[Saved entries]
#####
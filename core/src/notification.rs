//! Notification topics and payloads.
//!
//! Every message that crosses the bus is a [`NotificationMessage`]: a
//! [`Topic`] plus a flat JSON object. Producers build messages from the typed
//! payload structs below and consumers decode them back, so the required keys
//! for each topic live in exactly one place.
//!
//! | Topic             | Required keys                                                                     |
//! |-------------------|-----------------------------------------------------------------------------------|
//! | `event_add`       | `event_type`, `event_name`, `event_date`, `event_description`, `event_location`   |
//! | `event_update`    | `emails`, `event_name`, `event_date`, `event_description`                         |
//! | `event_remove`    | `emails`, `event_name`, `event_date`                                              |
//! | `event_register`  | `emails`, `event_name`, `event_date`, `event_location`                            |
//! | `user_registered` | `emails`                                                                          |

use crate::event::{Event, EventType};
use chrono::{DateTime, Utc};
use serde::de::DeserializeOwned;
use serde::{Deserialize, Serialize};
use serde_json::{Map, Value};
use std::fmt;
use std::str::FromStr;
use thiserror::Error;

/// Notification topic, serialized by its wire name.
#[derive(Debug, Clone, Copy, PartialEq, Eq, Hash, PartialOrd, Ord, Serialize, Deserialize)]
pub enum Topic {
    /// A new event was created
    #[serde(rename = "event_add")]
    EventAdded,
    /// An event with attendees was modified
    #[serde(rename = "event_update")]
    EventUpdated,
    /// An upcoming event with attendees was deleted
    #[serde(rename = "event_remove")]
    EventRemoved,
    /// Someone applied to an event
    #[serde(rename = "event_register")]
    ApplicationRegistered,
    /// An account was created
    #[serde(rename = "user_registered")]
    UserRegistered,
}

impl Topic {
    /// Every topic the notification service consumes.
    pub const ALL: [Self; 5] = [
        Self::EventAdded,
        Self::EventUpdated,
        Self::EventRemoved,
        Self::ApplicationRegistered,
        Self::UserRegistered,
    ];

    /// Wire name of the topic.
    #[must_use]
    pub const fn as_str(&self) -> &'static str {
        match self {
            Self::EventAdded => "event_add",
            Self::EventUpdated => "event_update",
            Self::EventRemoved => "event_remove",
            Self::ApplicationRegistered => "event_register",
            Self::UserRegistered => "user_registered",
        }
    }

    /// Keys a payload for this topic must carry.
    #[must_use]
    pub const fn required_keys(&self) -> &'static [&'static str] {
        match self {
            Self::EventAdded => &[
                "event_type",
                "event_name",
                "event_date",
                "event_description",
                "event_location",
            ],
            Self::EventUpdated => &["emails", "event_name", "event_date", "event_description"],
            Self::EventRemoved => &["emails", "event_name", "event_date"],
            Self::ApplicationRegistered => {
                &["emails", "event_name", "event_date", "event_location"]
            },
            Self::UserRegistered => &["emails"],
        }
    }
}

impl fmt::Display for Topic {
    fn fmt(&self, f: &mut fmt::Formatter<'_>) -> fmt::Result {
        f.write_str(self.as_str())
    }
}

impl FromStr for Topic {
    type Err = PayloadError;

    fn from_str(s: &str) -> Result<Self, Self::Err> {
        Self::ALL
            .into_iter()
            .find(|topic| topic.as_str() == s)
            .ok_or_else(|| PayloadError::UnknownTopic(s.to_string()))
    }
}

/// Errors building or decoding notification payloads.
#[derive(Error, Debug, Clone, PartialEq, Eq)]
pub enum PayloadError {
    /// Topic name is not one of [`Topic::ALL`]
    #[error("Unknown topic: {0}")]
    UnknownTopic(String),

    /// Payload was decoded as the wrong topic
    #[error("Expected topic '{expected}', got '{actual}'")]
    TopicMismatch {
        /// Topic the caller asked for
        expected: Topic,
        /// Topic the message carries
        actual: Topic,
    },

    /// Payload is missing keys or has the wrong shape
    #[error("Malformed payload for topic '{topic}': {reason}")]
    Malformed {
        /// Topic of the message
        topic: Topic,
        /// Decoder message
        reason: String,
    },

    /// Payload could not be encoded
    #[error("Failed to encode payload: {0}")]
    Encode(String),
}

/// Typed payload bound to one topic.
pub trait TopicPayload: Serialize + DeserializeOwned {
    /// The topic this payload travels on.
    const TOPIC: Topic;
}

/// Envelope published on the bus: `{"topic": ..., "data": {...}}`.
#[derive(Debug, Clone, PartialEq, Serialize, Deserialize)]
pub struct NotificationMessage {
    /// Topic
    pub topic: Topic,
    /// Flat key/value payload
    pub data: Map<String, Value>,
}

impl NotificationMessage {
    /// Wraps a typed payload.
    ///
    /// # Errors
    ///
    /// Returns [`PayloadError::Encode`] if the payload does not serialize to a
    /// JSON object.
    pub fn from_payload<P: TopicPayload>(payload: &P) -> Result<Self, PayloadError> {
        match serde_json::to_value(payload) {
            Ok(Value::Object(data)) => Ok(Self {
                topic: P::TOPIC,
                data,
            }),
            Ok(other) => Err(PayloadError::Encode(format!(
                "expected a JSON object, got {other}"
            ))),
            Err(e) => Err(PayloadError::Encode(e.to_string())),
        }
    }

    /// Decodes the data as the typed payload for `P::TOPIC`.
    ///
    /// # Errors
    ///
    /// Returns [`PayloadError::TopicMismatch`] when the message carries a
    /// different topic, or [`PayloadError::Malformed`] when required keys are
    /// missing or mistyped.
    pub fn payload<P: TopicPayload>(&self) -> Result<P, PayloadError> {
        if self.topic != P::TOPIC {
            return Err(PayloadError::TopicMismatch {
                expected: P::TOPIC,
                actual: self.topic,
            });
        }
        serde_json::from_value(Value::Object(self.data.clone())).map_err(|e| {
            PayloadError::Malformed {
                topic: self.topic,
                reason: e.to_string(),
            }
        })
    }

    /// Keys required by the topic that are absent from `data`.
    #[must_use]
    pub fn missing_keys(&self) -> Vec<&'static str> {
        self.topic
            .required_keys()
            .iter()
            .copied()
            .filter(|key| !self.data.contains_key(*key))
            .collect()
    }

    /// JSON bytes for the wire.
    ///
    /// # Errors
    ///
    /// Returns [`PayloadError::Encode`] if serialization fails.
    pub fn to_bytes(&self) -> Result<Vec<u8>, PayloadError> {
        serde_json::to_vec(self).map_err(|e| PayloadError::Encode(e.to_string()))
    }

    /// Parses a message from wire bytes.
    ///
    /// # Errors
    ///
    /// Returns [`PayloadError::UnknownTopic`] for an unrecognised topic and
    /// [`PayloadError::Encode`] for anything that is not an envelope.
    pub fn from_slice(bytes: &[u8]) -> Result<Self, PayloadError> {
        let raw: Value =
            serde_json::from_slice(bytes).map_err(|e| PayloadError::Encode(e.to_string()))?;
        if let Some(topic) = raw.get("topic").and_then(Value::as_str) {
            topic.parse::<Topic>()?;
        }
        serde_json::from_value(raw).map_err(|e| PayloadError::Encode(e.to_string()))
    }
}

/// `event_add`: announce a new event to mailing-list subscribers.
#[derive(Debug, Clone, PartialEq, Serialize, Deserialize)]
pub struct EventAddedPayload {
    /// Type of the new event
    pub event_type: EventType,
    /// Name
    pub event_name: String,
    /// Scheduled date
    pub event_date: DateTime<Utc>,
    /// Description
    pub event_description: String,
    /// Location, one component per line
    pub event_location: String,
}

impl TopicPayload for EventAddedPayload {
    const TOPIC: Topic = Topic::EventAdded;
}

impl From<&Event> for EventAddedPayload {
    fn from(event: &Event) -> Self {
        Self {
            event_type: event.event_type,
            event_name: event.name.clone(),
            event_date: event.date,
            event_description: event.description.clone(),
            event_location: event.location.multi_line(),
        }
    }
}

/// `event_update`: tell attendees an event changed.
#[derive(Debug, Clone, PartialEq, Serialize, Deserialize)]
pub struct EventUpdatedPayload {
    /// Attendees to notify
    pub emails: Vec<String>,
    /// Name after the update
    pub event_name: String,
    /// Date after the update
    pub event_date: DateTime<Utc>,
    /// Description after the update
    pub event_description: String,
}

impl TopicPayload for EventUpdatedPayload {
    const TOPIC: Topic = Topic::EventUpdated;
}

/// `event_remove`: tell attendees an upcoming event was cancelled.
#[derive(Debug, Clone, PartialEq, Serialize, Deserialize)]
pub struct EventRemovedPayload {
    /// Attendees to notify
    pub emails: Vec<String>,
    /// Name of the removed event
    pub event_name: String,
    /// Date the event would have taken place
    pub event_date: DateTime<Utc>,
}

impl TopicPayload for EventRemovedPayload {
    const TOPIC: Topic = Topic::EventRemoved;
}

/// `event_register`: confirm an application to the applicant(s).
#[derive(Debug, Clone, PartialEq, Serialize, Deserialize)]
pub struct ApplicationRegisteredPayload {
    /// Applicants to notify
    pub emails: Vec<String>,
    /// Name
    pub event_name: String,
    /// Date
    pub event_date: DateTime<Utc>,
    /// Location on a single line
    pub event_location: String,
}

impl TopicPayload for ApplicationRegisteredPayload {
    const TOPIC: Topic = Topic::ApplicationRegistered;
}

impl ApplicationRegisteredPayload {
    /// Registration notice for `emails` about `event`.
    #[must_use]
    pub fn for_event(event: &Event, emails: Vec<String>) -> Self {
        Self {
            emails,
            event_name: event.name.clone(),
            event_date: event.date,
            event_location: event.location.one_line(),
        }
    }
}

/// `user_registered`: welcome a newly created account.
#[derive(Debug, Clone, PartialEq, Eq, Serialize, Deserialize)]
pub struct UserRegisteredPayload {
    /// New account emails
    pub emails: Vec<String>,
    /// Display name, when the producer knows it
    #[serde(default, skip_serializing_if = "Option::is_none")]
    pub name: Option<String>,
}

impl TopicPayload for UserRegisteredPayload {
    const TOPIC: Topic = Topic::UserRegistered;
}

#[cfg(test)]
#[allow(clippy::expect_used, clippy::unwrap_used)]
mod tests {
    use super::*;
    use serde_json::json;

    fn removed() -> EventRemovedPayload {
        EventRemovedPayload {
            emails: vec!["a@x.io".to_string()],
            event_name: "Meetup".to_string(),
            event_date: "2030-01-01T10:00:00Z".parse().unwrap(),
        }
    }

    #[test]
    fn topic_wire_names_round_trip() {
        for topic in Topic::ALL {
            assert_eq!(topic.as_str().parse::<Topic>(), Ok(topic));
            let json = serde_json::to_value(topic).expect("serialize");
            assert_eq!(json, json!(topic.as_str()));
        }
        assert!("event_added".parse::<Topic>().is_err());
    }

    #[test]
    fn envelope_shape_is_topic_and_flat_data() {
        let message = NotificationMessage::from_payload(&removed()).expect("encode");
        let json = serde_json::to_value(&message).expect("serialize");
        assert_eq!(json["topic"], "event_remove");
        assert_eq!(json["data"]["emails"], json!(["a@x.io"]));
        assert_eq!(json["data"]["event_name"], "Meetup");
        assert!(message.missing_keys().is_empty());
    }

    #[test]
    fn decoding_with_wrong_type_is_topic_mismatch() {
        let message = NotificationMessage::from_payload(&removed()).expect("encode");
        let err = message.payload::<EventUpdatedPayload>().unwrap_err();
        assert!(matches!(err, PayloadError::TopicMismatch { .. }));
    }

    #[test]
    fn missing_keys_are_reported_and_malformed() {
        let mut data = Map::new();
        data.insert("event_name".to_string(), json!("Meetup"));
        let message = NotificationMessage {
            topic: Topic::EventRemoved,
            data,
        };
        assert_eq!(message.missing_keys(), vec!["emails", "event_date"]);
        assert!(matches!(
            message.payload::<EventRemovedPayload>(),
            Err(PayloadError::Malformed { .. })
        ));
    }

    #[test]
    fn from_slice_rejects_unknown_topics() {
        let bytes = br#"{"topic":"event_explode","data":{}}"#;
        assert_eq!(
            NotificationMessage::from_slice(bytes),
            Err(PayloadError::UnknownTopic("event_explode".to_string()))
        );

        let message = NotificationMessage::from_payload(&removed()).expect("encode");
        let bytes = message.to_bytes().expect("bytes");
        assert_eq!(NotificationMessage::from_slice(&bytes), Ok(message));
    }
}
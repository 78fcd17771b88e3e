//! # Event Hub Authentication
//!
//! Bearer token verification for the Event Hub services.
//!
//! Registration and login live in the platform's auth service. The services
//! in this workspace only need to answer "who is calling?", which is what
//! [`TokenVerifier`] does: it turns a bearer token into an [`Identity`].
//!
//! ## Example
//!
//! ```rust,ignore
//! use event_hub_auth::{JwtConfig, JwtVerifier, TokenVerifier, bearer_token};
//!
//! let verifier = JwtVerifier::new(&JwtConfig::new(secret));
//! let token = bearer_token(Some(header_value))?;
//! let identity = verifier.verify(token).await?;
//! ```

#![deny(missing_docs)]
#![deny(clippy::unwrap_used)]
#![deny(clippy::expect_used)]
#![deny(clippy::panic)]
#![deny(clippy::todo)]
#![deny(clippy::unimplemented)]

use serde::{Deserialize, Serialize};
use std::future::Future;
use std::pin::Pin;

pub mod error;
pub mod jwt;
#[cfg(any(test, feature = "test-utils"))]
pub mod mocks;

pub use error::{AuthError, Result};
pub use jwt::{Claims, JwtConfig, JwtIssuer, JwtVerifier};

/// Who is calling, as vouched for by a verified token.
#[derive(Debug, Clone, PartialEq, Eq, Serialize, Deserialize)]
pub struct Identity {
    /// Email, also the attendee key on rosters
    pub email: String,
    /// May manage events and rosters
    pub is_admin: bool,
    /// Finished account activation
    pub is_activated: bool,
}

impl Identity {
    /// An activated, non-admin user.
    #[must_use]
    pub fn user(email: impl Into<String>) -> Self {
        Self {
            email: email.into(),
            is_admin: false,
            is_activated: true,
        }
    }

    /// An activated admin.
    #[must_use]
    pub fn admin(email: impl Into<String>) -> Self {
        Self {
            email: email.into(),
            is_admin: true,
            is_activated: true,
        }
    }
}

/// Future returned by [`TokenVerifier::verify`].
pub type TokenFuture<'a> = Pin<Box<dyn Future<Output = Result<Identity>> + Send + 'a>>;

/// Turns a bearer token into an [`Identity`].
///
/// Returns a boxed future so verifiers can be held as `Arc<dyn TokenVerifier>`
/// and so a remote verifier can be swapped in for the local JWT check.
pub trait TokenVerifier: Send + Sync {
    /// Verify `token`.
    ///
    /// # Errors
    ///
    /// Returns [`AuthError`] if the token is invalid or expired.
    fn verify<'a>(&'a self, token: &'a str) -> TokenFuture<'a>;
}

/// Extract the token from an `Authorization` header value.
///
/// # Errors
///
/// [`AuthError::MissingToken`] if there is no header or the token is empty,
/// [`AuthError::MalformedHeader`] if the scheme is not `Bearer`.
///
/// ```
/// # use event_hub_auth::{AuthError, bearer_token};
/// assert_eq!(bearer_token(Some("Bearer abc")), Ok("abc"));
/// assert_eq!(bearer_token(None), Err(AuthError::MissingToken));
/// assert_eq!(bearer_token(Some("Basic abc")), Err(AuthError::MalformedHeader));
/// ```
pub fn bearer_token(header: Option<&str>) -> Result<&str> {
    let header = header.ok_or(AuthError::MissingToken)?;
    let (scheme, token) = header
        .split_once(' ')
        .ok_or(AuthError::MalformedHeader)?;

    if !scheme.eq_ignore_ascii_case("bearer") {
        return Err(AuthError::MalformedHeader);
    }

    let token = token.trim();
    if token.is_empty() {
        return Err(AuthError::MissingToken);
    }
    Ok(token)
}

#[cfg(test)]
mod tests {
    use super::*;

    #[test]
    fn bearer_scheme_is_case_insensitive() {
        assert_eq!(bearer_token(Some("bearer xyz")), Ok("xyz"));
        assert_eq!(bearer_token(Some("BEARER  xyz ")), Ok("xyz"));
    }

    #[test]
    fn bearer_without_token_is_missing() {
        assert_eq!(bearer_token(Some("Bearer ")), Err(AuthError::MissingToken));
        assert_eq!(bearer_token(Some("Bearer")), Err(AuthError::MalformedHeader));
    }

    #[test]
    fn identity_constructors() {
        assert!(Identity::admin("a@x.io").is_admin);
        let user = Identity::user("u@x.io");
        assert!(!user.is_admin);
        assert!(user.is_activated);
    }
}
#####
Exercise goal – Pull every line containing "when" out of the data above.

Exercise answer –
    /// Returns [`PayloadError::TopicMismatch`] when the message carries a
    /// different topic, or [`PayloadError::Malformed`] when required keys are
    /// Display name, when the producer knows it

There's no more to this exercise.